For the most part, the modern differences in pronunciation correspond to historical differences in pronunciation, but a few words seem to have undergone irregular sound changes.

  • Old English āst /ɑːst/ seems to regularly correspond to Modern English /oʊst/, as in most < Old English māst, ghost < Old English gāst, oast < Old English āst. There doesn't seem to be any reason why some of these words are spelled with ost and others with oast.
  • Old English ost /ost/, or os /os~oz/ contracted with a following dental plosive, seems to regularly correspond to Modern English /ɒst/ (or in different accents, /ɔst/ or /ɑst/), as in frost < Old English frost. (There are historical spellings of frost that show that variant developments also once existed, such as forms with a long vowel or a metathesized form forst.) The final consonant cluster in lost seems to have developed in Middle English; the Old English verb losian "lose" had the past participle (ge)losod.
  • a unique (as far as I can tell) word from Old English is dost, which has the same /ʌ/ vowel as does, doth, done. This seems to be the result of vowel reduction in a very commonly used verb. (Compare the change in many forms of North American English, but generally not in British English, of the vowel in the stressed forms of common words like was, what, of, because to /ʌ/.)

  • French ost was generally taken into English as long /oʊst/ (post < French post; host < French (h)o(o)st; toast < French toster; roast < French roster; coast < French coste). The development seems similar to that of words like beast < French beste, feast < French feste, taste < French tast. There doesn't seem to be any reason why some of these words are spelled with ost and others with oast.

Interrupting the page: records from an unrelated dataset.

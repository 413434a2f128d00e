//! Wire opcodes (§6: "a node id 1..6 and an opcode; the
//! `JointCommunicator` is the sole interpreter").
//!
//! Kept as plain `u8` constants rather than an enum so a
//! [`crate::channel::Frame`] built from one of these never needs a
//! fallible conversion on the hot path; `servo_host`'s
//! `JointCommunicator` is the only code that interprets the byte.

/// Host → device: a new reference triplet (§4.1 `loadNew`).
pub const SET_REFERENCE: u8 = 0x01;

/// Host → device: raw open-loop current/PWM signal (§4.3
/// `setOpenLoopControlSignal`).
pub const SET_OPEN_LOOP_SIGNAL: u8 = 0x02;

/// Host → device: enable/disable closed-loop control.
pub const SET_ENABLE: u8 = 0x03;

/// Host → device: query current state, used during the handshake
/// (§4.4 init sequence step (a)).
pub const QUERY_STATE: u8 = 0x04;

/// Device → host: telemetry reply (position, velocity, control error,
/// current, control signal, optional optical-encoder diagnostic).
pub const TELEMETRY: u8 = 0x10;

/// Device → host: acknowledgement with no telemetry payload.
pub const ACK: u8 = 0x11;
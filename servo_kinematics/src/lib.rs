//! Joint↔Cartesian coordinate types and path-building limiters (§4.7).
//!
//! `PoseTransform` (forward/inverse kinematics) is the black-box
//! collaborator named in §1's Non-goals — this crate only defines the
//! trait boundary and the value types either side of it.

pub mod coordinate;
pub mod limiter;

pub use coordinate::{CartesianCoordinate, JointSpaceCoordinate, KinematicsError, PoseTransform};
pub use limiter::{
    CartesianSpaceDeviationLimiter, DeviationLimiter, JointSpaceDeviationLimiter, VelocityLimiter,
};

  • One word with a pronunciation that's hard to explain is cost /kɒst/ (or in different accents, /kɔst/ or /kɑst/), from Old French cost, coust. Two words with a similar etymology, oust (from Old French ouster, oster) and joust (from Old French juster, joster, jouster) are not pronounced the same way as cost. The Oxford English dictionary says that the modern pronunciation of joust, /jaʊst/, is based on the modern spelling, and that the regular development would be /dʒʌst/, as in adjust. Some of the Middle English spellings of cost listed in the OED, such as "coost," "coust" and "coast," seem to suggest that variant pronunciations with different vowels once existed.
  • The word accost (from Middle French acoster, accoster) is also pronounced with /ɒst/ (or in different accents, /ɔst/ or /ɑst/), possibly due to association with cost. The Oxford English Dictionary says that the word was formerly associated with coast, and sometimes spelled with oa, so it's possible the pronunciation has changed over time.
  • The word provost is sometimes pronounced with /əʊst/ in American English, but the Oxford English dictionary gives /ˈprɒvəst/ as its main British pronunciation. There is also variation in the pronunciation of the first vowel (maybe related to the similar variation in the pronunciation of words like produce and progress). This word has a very confused history, being borrowed into Old English and then "re-borrowed" to some extent later on. The ambiguous spelling probably contributed to the various pronunciations used in Modern English.

Something that I think is interesting is that there is similar ambiguity for words ending in oth: moth, broth and cloth are pronounced with /ɒ/ (or in different accents, /ɔ/ or /ɑ/), , both is pronounced with a long dipthong /oʊ/, and sloth, wroth and troth can each be pronounced either way.